Giving thanks for overlooked, everyday genius

Praising common inventions that too often go ignored..

Next week is Thanksgiving, when proud and upstanding Americans engorge on suspect foods, watch football, and beat each other senseless trying to get into a Wal-Mart at 5 a.m. I swell up with pride considering how we as a people have innovated on the celebration of this venerable holiday…

Perhaps the more reflective of us express a brief appreciation for the fundamental building blocks of life. Give some small measure of thanks to - you know - family, friends, health, etc.

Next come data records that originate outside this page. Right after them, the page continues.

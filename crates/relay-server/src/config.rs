//! Configuration loaded from environment variables.

use std::env;
use std::net::SocketAddr;

use moderation_client::{ClientError, ModerationConfig};
use sms_relay::{RelayConfig, RelayError};
use twilio_client::{TwilioConfig, TwilioError};

/// Relay server configuration.
#[derive(Debug, Clone)]
pub struct Config {
    /// Server bind address.
    pub addr: SocketAddr,
    /// Owner identity and moderation request settings.
    pub relay: RelayConfig,
    /// Moderation webhook endpoint and credentials.
    pub moderation: ModerationConfig,
    /// Outbound transport credentials.
    pub twilio: TwilioConfig,
}

impl Config {
    /// Load configuration from environment variables.
    ///
    /// | Variable | Description | Default |
    /// |----------|-------------|---------|
    /// | `RELAY_ADDR` | Server bind address | `127.0.0.1:3000` |
    /// | `OWNER_PHONE_NUMBER` | Trusted owner number | (required) |
    /// | `MODERATION_WEBHOOK_URL` | Moderation endpoint | (required) |
    /// | `MODERATION_CLIENT_ID` | Moderation client id | (required) |
    /// | `MODERATION_API_KEY` | Moderation API key | (required) |
    /// | `MODERATION_TIMEOUT_SECS` | Moderation call bound | `10` |
    /// | `MODERATION_CATEGORY` | Category tag | `sms` |
    /// | `MODERATION_ATTRIBUTES` | `locality` or `static` | `locality` |
    /// | `MODERATION_STATIC_ATTRIBUTES` | `key=value,...` | (empty) |
    /// | `DEFAULT_TIMEZONE` | Fallback IANA zone | `America/Chicago` |
    /// | `TWILIO_ACCOUNT_SID` | Transport account | (required) |
    /// | `TWILIO_AUTH_TOKEN` | Transport token | (required) |
    /// | `TWILIO_API_URL` | Transport base URL | `https://api.twilio.com` |
    pub fn from_env() -> Result<Self, ConfigError> {
        Self::from_lookup(|key| env::var(key).ok())
    }

    /// Build configuration from an arbitrary variable source.
    pub fn from_lookup<F>(lookup: F) -> Result<Self, ConfigError>
    where
        F: Fn(&str) -> Option<String>,
    {
        let addr = lookup("RELAY_ADDR")
            .unwrap_or_else(|| "127.0.0.1:3000".to_string())
            .parse()
            .map_err(|_| ConfigError::InvalidAddr)?;

        let relay = RelayConfig::from_lookup(&lookup)?;
        let moderation =
            ModerationConfig::from_lookup(&lookup)?.with_timeout(relay.moderation_timeout);
        let twilio = TwilioConfig::from_lookup(&lookup)?;

        Ok(Self {
            addr,
            relay,
            moderation,
            twilio,
        })
    }
}

/// Configuration errors.
#[derive(Debug, thiserror::Error)]
pub enum ConfigError {
    #[error("Invalid RELAY_ADDR format")]
    InvalidAddr,

    #[error("Relay: {0}")]
    Relay(#[from] RelayError),

    #[error("Moderation: {0}")]
    Moderation(#[from] ClientError),

    #[error("Twilio: {0}")]
    Twilio(#[from] TwilioError),
}

#[cfg(test)]
mod tests {
    use super::*;
    use std::collections::HashMap;
    use std::time::Duration;

    fn base_vars() -> HashMap<&'static str, &'static str> {
        HashMap::from([
            ("OWNER_PHONE_NUMBER", "+15550001111"),
            ("MODERATION_WEBHOOK_URL", "https://mod.example/check"),
            ("MODERATION_CLIENT_ID", "relay"),
            ("MODERATION_API_KEY", "key"),
            ("TWILIO_ACCOUNT_SID", "AC123"),
            ("TWILIO_AUTH_TOKEN", "token"),
        ])
    }

    fn load(vars: &HashMap<&'static str, &'static str>) -> Result<Config, ConfigError> {
        Config::from_lookup(|key| vars.get(key).map(|v| v.to_string()))
    }

    #[test]
    fn test_defaults() {
        let config = load(&base_vars()).unwrap();
        assert_eq!(config.addr, "127.0.0.1:3000".parse().unwrap());
        assert_eq!(config.relay.owner_number, "+15550001111");
        assert_eq!(config.moderation.timeout, Duration::from_secs(10));
        assert_eq!(config.twilio.account_sid, "AC123");
    }

    #[test]
    fn test_moderation_timeout_applies_to_client() {
        let mut vars = base_vars();
        vars.insert("MODERATION_TIMEOUT_SECS", "3");
        let config = load(&vars).unwrap();
        assert_eq!(config.relay.moderation_timeout, Duration::from_secs(3));
        assert_eq!(config.moderation.timeout, Duration::from_secs(3));
    }

    #[test]
    fn test_zero_moderation_timeout_rejected() {
        let mut vars = base_vars();
        vars.insert("MODERATION_TIMEOUT_SECS", "0");
        assert!(matches!(load(&vars), Err(ConfigError::Relay(_))));
    }

    #[test]
    fn test_invalid_addr() {
        let mut vars = base_vars();
        vars.insert("RELAY_ADDR", "not-an-addr");
        assert!(matches!(load(&vars), Err(ConfigError::InvalidAddr)));
    }

    #[test]
    fn test_missing_transport_credentials() {
        let mut vars = base_vars();
        vars.remove("TWILIO_AUTH_TOKEN");
        assert!(matches!(load(&vars), Err(ConfigError::Twilio(_))));
    }
}
//! Twilio Messages API client.
//!
//! This crate provides a small client for creating outbound SMS through
//! the Twilio REST API. [`TwilioClient`] implements
//! [`MessageSender`](relay_core::MessageSender) so it can be used as the
//! relay's outbound transport.
//!
//! # Example
//!
//! ```no_run
//! use twilio_client::{MessageParams, TwilioClient, TwilioConfig};
//!
//! # async fn example() -> Result<(), twilio_client::TwilioError> {
//! let config = TwilioConfig::new("ACxxxxxxxx", "auth-token");
//! let client = TwilioClient::new(config)?;
//!
//! let message = client
//!     .create_message(&MessageParams::new("+15552223333", "+15550009999", "Hello!"))
//!     .await?;
//! println!("Created {}", message.sid);
//! # Ok(())
//! # }
//! ```

pub mod client;
pub mod config;
pub mod error;
pub mod types;

pub use client::TwilioClient;
pub use config::TwilioConfig;
pub use error::TwilioError;
pub use types::{ApiErrorBody, MessageParams, MessageResource};

/// Crate version.
pub fn version() -> &'static str {
    env!("CARGO_PKG_VERSION")
}
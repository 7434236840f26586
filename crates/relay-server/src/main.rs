//! Inbound SMS webhook server.
//!
//! Receives provider webhooks on `POST /sms`, runs them through the relay
//! handler, and answers with TwiML.

mod config;
mod error;
mod routes;
mod state;
mod twiml;

use std::sync::Arc;

use moderation_client::ModerationClient;
use sms_relay::RelayHandler;
use tracing::info;
use tracing_subscriber::EnvFilter;
use twilio_client::TwilioClient;

use crate::config::Config;
use crate::state::AppState;

#[tokio::main]
async fn main() -> Result<(), Box<dyn std::error::Error>> {
    // Load .env file if present
    let _ = dotenvy::dotenv();

    tracing_subscriber::fmt()
        .with_env_filter(
            EnvFilter::try_from_default_env().unwrap_or_else(|_| EnvFilter::new("info")),
        )
        .init();

    // Load configuration
    let config = Config::from_env()?;
    info!(addr = %config.addr, owner = %config.relay.owner_number, "Starting relay server");

    // Build collaborators
    let sender = TwilioClient::new(config.twilio.clone())?;
    let moderator = ModerationClient::new(config.moderation.clone())?;
    info!(
        endpoint = %config.moderation.endpoint,
        timeout = ?config.relay.moderation_timeout,
        "Moderation configured"
    );

    let handler = RelayHandler::new(config.relay.clone(), Arc::new(sender), Arc::new(moderator));
    let state = AppState::new(handler);

    // Build router
    let app = routes::router().with_state(state);

    // Start server
    let listener = tokio::net::TcpListener::bind(config.addr).await?;
    info!(addr = %config.addr, "Relay server listening");
    axum::serve(listener, app)
        .with_graceful_shutdown(shutdown_signal())
        .await?;

    info!("Relay server stopped");
    Ok(())
}

async fn shutdown_signal() {
    if let Err(e) = tokio::signal::ctrl_c().await {
        tracing::error!("Failed to listen for shutdown signal: {}", e);
        std::future::pending::<()>().await;
    }
}
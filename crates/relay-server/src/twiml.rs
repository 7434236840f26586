//! TwiML rendering for webhook responses.

use axum::http::header;
use axum::response::{IntoResponse, Response};
use relay_core::OutboundAction;

const XML_DECLARATION: &str = r#"<?xml version="1.0" encoding="UTF-8"?>"#;

/// A rendered TwiML document.
#[derive(Debug, Clone, PartialEq, Eq)]
pub struct Twiml(pub String);

impl Twiml {
    /// Render the document for an action.
    ///
    /// A send is acknowledged with an empty `<Response/>`; a reply becomes
    /// a single `<Message>`.
    pub fn from_action(action: &OutboundAction) -> Self {
        match action.reply() {
            None => Self(format!("{}<Response/>", XML_DECLARATION)),
            Some(reply) => {
                let to = reply
                    .to
                    .as_deref()
                    .map(|to| format!(r#" to="{}""#, escape(to)))
                    .unwrap_or_default();
                Self(format!(
                    "{}<Response><Message{}>{}</Message></Response>",
                    XML_DECLARATION,
                    to,
                    escape(&reply.body)
                ))
            }
        }
    }
}

impl IntoResponse for Twiml {
    fn into_response(self) -> Response {
        ([(header::CONTENT_TYPE, "text/xml")], self.0).into_response()
    }
}

/// Escape text for use in XML content and attribute values.
///
/// Control characters that XML 1.0 forbids are replaced with U+FFFD so the
/// document stays parseable.
fn escape(text: &str) -> String {
    let mut out = String::with_capacity(text.len());
    for c in text.chars() {
        match c {
            '&' => out.push_str("&amp;"),
            '<' => out.push_str("&lt;"),
            '>' => out.push_str("&gt;"),
            '"' => out.push_str("&quot;"),
            '\'' => out.push_str("&apos;"),
            '\t' | '\n' | '\r' => out.push(c),
            '\u{0}'..='\u{1F}' | '\u{FFFE}' | '\u{FFFF}' => out.push(char::REPLACEMENT_CHARACTER),
            _ => out.push(c),
        }
    }
    out
}
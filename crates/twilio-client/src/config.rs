//! Configuration types for twilio-client.

use std::env;
use std::time::Duration;

use crate::error::TwilioError;

/// Default API base URL.
pub const DEFAULT_API_URL: &str = "https://api.twilio.com";

/// Configuration for the Messages API.
#[derive(Clone)]
pub struct TwilioConfig {
    /// Base URL of the REST API (e.g., "https://api.twilio.com").
    pub api_url: String,
    /// Account SID, also the basic-auth username.
    pub account_sid: String,
    /// Auth token, the basic-auth password.
    pub auth_token: String,
    /// Request timeout.
    pub timeout: Duration,
}

impl TwilioConfig {
    /// Create a new configuration against the public API.
    pub fn new(account_sid: impl Into<String>, auth_token: impl Into<String>) -> Self {
        Self {
            api_url: DEFAULT_API_URL.to_string(),
            account_sid: account_sid.into(),
            auth_token: auth_token.into(),
            timeout: Duration::from_secs(30),
        }
    }

    /// Point the client at a different base URL.
    pub fn with_api_url(mut self, api_url: impl Into<String>) -> Self {
        self.api_url = api_url.into();
        self
    }

    /// Create configuration from environment variables.
    ///
    /// Required environment variables:
    /// - `TWILIO_ACCOUNT_SID`
    /// - `TWILIO_AUTH_TOKEN`
    ///
    /// Optional environment variables:
    /// - `TWILIO_API_URL` - API base URL (default: https://api.twilio.com)
    pub fn from_env() -> Result<Self, TwilioError> {
        Self::from_lookup(|key| env::var(key).ok())
    }

    /// Build configuration from an arbitrary variable source.
    pub fn from_lookup<F>(lookup: F) -> Result<Self, TwilioError>
    where
        F: Fn(&str) -> Option<String>,
    {
        let account_sid = lookup("TWILIO_ACCOUNT_SID")
            .filter(|s| !s.trim().is_empty())
            .ok_or_else(|| TwilioError::Config("TWILIO_ACCOUNT_SID not set".to_string()))?;
        let auth_token = lookup("TWILIO_AUTH_TOKEN")
            .filter(|s| !s.trim().is_empty())
            .ok_or_else(|| TwilioError::Config("TWILIO_AUTH_TOKEN not set".to_string()))?;
        let api_url = lookup("TWILIO_API_URL").unwrap_or_else(|| DEFAULT_API_URL.to_string());

        Ok(Self::new(account_sid, auth_token).with_api_url(api_url))
    }

    /// Get the message creation endpoint URL.
    pub fn messages_url(&self) -> String {
        format!(
            "{}/2010-04-01/Accounts/{}/Messages.json",
            self.api_url.trim_end_matches('/'),
            urlencoding::encode(&self.account_sid)
        )
    }
}

impl std::fmt::Debug for TwilioConfig {
    fn fmt(&self, f: &mut std::fmt::Formatter<'_>) -> std::fmt::Result {
        f.debug_struct("TwilioConfig")
            .field("api_url", &self.api_url)
            .field("account_sid", &self.account_sid)
            .field("auth_token", &"<redacted>")
            .field("timeout", &self.timeout)
            .finish()
    }
}

#[cfg(test)]
mod tests {
    use super::*;

    #[test]
    fn test_messages_url() {
        let config = TwilioConfig::new("AC123", "token");
        assert_eq!(
            config.messages_url(),
            "https://api.twilio.com/2010-04-01/Accounts/AC123/Messages.json"
        );
    }

    #[test]
    fn test_messages_url_custom_base() {
        let config = TwilioConfig::new("AC123", "token").with_api_url("http://127.0.0.1:9000/");
        assert_eq!(
            config.messages_url(),
            "http://127.0.0.1:9000/2010-04-01/Accounts/AC123/Messages.json"
        );
    }

    #[test]
    fn test_debug_redacts_token() {
        let debug = format!("{:?}", TwilioConfig::new("AC123", "hunter2"));
        assert!(!debug.contains("hunter2"));
    }

    #[test]
    fn test_from_lookup_defaults_api_url() {
        let config = TwilioConfig::from_lookup(|key| match key {
            "TWILIO_ACCOUNT_SID" => Some("AC123".to_string()),
            "TWILIO_AUTH_TOKEN" => Some("token".to_string()),
            _ => None,
        })
        .unwrap();
        assert_eq!(config.account_sid, "AC123");
        assert_eq!(config.api_url, DEFAULT_API_URL);
    }

    #[test]
    fn test_from_lookup_requires_token() {
        let err = TwilioConfig::from_lookup(|key| match key {
            "TWILIO_ACCOUNT_SID" => Some("AC123".to_string()),
            _ => None,
        })
        .unwrap_err();
        assert!(matches!(err, TwilioError::Config(ref m) if m.contains("TWILIO_AUTH_TOKEN")));
    }
}
//! Error types for relay setup.

use thiserror::Error;

/// Errors that can occur while configuring the relay.
#[derive(Debug, Error)]
pub enum RelayError {
    /// A required setting is missing.
    #[error("configuration error: {0}")]
    Configuration(String),

    /// A setting is present but unusable.
    #[error("invalid value for {key}: {message}")]
    InvalidValue { key: String, message: String },
}
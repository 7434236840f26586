//! Core types and traits for the moderated SMS relay.
//!
//! This crate provides the shared vocabulary used by the relay handler,
//! the transport clients and the webhook server:
//!
//! - [`InboundEvent`] - One incoming SMS as delivered by the messaging webhook
//! - [`RelayCommand`] - An owner-authored `recipient: body` instruction
//! - [`ModerationRequest`] / [`ModerationVerdict`] - The moderation webhook contract
//! - [`OutboundAction`] - The single result of handling one event
//! - [`MessageSender`] / [`Moderator`] - Seams for the external collaborators
//!
//! # Example
//!
//! ```rust
//! use relay_core::{InboundEvent, RelayCommand};
//!
//! let event = InboundEvent::new("+15550001111", "+15550009999", "+15552223333: hello there");
//! assert!(event.is_from("+15550001111"));
//!
//! let command = RelayCommand::parse(&event.body).unwrap();
//! assert_eq!(command.recipient, "+15552223333");
//! assert_eq!(command.body, "hello there");
//! ```

mod command;
mod error;
mod event;
mod message;
mod moderation;
mod traits;

pub use command::{MalformedCommand, RelayCommand};
pub use error::{ModerationError, TransportError};
pub use event::InboundEvent;
pub use message::{OutboundAction, OutboundSms, Reply, SendReceipt};
pub use moderation::{
    resolve_timezone, AttributeProfile, ModerationContent, ModerationProfile, ModerationRequest,
    ModerationVerdict, DEFAULT_CATEGORY, DEFAULT_TIMEZONE,
};
pub use traits::{MessageSender, Moderator};

// Re-export async_trait for implementors
pub use async_trait::async_trait;
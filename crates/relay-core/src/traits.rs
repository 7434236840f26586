//! Seams for the external collaborators.

use async_trait::async_trait;

use crate::error::{ModerationError, TransportError};
use crate::message::{OutboundSms, SendReceipt};
use crate::moderation::{ModerationRequest, ModerationVerdict};

/// Outbound message transport.
///
/// Abstracted to support different providers (the REST API, tests, etc.)
#[async_trait]
pub trait MessageSender: Send + Sync {
    /// Send a new message. An invalid recipient is reported as
    /// [`TransportError::Rejected`].
    async fn send_message(&self, message: &OutboundSms) -> Result<SendReceipt, TransportError>;

    /// Name of this transport, for logging.
    fn name(&self) -> &str;
}

/// External content moderation service.
#[async_trait]
pub trait Moderator: Send + Sync {
    /// Submit content and return the service's verdict.
    async fn moderate(
        &self,
        request: &ModerationRequest,
    ) -> Result<ModerationVerdict, ModerationError>;

    /// Name of this moderator, for logging.
    fn name(&self) -> &str;
}
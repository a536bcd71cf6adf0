//! External-process execution primitives with consistent error handling.

use std::path::Path;
use std::process::{Command, Output};

use crate::error::{Error, Result};

/// Run a command, failing with a context-named error on a non-zero exit.
///
/// The `context` string names the phase ("git clone", "rsync", ...) and is
/// carried into the error so callers never have to reconstruct which external
/// tool failed.
pub fn run(program: &str, args: &[&str], context: &str) -> Result<()> {
    let output = Command::new(program)
        .args(args)
        .output()
        .map_err(|e| Error::tool(context, e.to_string()))?;
    require_success(&output, context)
}

/// Run a command with `dir` as the working directory.
pub fn run_in(dir: &Path, program: &str, args: &[&str], context: &str) -> Result<()> {
    let output = Command::new(program)
        .args(args)
        .current_dir(dir)
        .output()
        .map_err(|e| Error::tool(context, e.to_string()))?;
    require_success(&output, context)
}

/// Run a full command line through `sh -c` with `dir` as the working directory.
///
/// Shell execution is required for build commands: manifests carry complete
/// command lines ("npm run build", "make site && cp -r out gitstatic_build")
/// that may use pipes, chaining, and environment expansion.
pub fn run_shell_in(dir: &Path, command_line: &str, context: &str) -> Result<()> {
    let output = Command::new("sh")
        .args(["-c", command_line])
        .current_dir(dir)
        .output()
        .map_err(|e| Error::tool(context, e.to_string()))?;
    require_success(&output, context)
}

/// Check whether a program can be invoked at all (e.g. probing for rsync).
pub fn available(program: &str) -> bool {
    Command::new(program)
        .arg("--version")
        .output()
        .map(|o| o.status.success())
        .unwrap_or(false)
}

fn require_success(output: &Output, context: &str) -> Result<()> {
    if output.status.success() {
        return Ok(());
    }

    let exit_code = output.status.code().unwrap_or(1);
    let detail = error_text(output);
    if detail.is_empty() {
        Err(Error::tool(context, format!("exit code {}", exit_code)))
    } else {
        Err(Error::tool(
            context,
            format!("exit code {}: {}", exit_code, detail),
        ))
    }
}

/// Extract error text from command output.
///
/// Prefers stderr, falls back to stdout if stderr is empty.
fn error_text(output: &Output) -> String {
    let stderr = String::from_utf8_lossy(&output.stderr);
    if !stderr.trim().is_empty() {
        stderr.trim().to_string()
    } else {
        String::from_utf8_lossy(&output.stdout).trim().to_string()
    }
}

#[cfg(test)]
mod tests {
    use super::*;
    use std::path::PathBuf;

    #[test]
    fn run_succeeds_with_valid_command() {
        assert!(run("true", &[], "truth check").is_ok());
    }

    #[test]
    fn run_fails_with_missing_program() {
        let result = run("nonexistent_command_xyz", &[], "missing program");
        assert!(result.is_err());
        assert!(result.unwrap_err().to_string().contains("missing program"));
    }

    #[test]
    fn run_in_reports_exit_code_on_failure() {
        let err = run_in(&PathBuf::from("/tmp"), "false", &[], "false check").unwrap_err();
        assert!(err.to_string().contains("exit code 1"));
    }

    #[test]
    fn run_shell_in_supports_chaining() {
        let dir = tempfile::tempdir().expect("tempdir");
        run_shell_in(dir.path(), "echo one > a.txt && echo two >> a.txt", "shell chain")
            .expect("shell chain should succeed");
        let content = std::fs::read_to_string(dir.path().join("a.txt")).expect("read a.txt");
        assert_eq!(content, "one\ntwo\n");
    }

    #[test]
    fn run_shell_in_propagates_nonzero_exit() {
        let dir = tempfile::tempdir().expect("tempdir");
        let err = run_shell_in(dir.path(), "exit 3", "shell exit").unwrap_err();
        assert!(err.to_string().contains("exit code 3"));
    }
}
//! Scoped temporary working directories for pipeline runs.

use std::path::{Path, PathBuf};
use tempfile::TempDir;

use crate::error::Result;

/// A uniquely named temporary directory owned by exactly one pipeline run.
///
/// The directory is removed when the value is dropped, so every exit path of
/// a run (success, validation failure, tool failure) cleans up after itself.
/// Call [`Workdir::keep`] to retain it for debugging instead.
pub struct Workdir {
    dir: TempDir,
}

impl Workdir {
    pub fn create() -> Result<Workdir> {
        let dir = tempfile::Builder::new().prefix("gitstatic-").tempdir()?;
        Ok(Workdir { dir })
    }

    pub fn path(&self) -> &Path {
        self.dir.path()
    }

    /// Disarm cleanup and hand back the retained path.
    pub fn keep(self) -> PathBuf {
        self.dir.keep()
    }
}
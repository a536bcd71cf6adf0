//! The build-and-deploy pipeline.
//!
//! A single run is a strictly sequential sequence of external-process
//! invocations: clone, fetch, checkout, submodule init, manifest validation,
//! build, mirror. There is no retry and no partial-failure recovery; the
//! first error terminates the run, named after the phase that failed.

use serde::{Deserialize, Serialize};
use std::path::PathBuf;

use crate::error::{Error, Result};
use crate::git;
use crate::log_status;
use crate::manifest::SiteManifest;
use crate::mirror;
use crate::utils::command;
use crate::workdir::Workdir;

/// Build output convention: the manifest's build command must leave the
/// finished site under this directory at the repository root.
pub const BUILD_DIR: &str = "gitstatic_build";

pub const DEFAULT_GIT_REF: &str = "master";
pub const DEFAULT_WEB_ROOT: &str = "/var/www";

/// One repository/ref/destination triple to build and deploy.
#[derive(Debug, Clone)]
pub struct PipelineRequest {
    pub git_url: String,
    pub git_ref: String,
    pub web_root: PathBuf,
    /// Retain the temporary working directory for debugging.
    pub keep_workdir: bool,
}

impl PipelineRequest {
    pub fn new(git_url: impl Into<String>) -> Self {
        Self {
            git_url: git_url.into(),
            git_ref: DEFAULT_GIT_REF.to_string(),
            web_root: PathBuf::from(DEFAULT_WEB_ROOT),
            keep_workdir: false,
        }
    }
}

/// What a successful run produced.
#[derive(Debug, Clone, Serialize, Deserialize)]
pub struct PipelineReport {
    pub git_url: String,
    pub cname: String,
    pub deploy_path: PathBuf,
    /// Set when the working directory was retained via `keep_workdir`.
    #[serde(skip_serializing_if = "Option::is_none")]
    pub workdir: Option<PathBuf>,
}

/// Run one build-and-deploy cycle.
pub fn run(request: &PipelineRequest) -> Result<PipelineReport> {
    let workdir = Workdir::create()?;
    let repo = workdir.path().to_path_buf();

    log_status!("clone", "Cloning {} into {}", request.git_url, repo.display());
    git::clone(&request.git_url, &repo)?;

    log_status!("checkout", "Checking out origin/{}", request.git_ref);
    git::fetch_origin(&repo)?;
    git::checkout_remote(&repo, &request.git_ref)?;
    git::update_submodules(&repo)?;

    let manifest = SiteManifest::load(&repo)?;
    let deploy_path = manifest.deploy_path(&request.web_root);

    log_status!("build", "Running build command: {}", manifest.build_command);
    command::run_shell_in(&repo, &manifest.build_command, "build command")?;

    let build_output = repo.join(BUILD_DIR);
    if !build_output.is_dir() {
        return Err(Error::Other(format!(
            "build command succeeded but produced no {} directory in the repository root",
            BUILD_DIR
        )));
    }

    log_status!(
        "mirror",
        "Mirroring {} into {}",
        build_output.display(),
        deploy_path.display()
    );
    mirror::mirror(&build_output, &deploy_path)?;

    let kept = request.keep_workdir.then(|| workdir.keep());

    Ok(PipelineReport {
        git_url: request.git_url.clone(),
        cname: manifest.cname,
        deploy_path,
        workdir: kept,
    })
}
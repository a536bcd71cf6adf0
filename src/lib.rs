/// Macro for prefixed status logging to stderr (only when stderr is a terminal).
///
/// Usage:
/// ```ignore
/// log_status!("clone", "Cloning {} into {}", url, dir);
/// log_status!("mirror", "Mirroring build output to {}", deploy_path);
/// ```
#[macro_export]
macro_rules! log_status {
    ($prefix:expr, $($arg:tt)*) => {
        if ::std::io::IsTerminal::is_terminal(&::std::io::stderr()) {
            eprintln!(concat!("[", $prefix, "] {}"), format_args!($($arg)*));
        }
    };
}

pub mod core;
pub mod utils;

// Re-export everything from core for ergonomic library use
// Users can write `gitstatic::pipeline` instead of `gitstatic::core::pipeline`
pub use crate::core::*;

But not I, dear reader. Today we are going to skip past that emotional fluff and get real about what deserves our thanks. Items and inventions that we see and use everyday, but spare little thought for...

Today I am giving thanks to the bland…the obvious…and the commonplace. Here are things that we should all be eternally grateful for, and never get their proper recognition:

  • Aluminum cans. Capitalism thrusts some truly awful packaging at us - cardboards and plastics and child-proof, idiot-proof, theft-proof boxes that pile up in our lives. But one form of container objectively stands above the rest. Surely we all can appreciate the pure elegance of an aluminum can, the pinnacle of western society’s packaging prowess. Simple, functional, practical. Aluminum cans fit in your hand like a glove and provide the ideal drink container. The taste of any liquid is preferable than some dingy plastic bottle, and cans are lightweight and imminently portable. As a bonus, they can be easily recycled - lessening our trashing of the planet. All hail this cylindrical miracle!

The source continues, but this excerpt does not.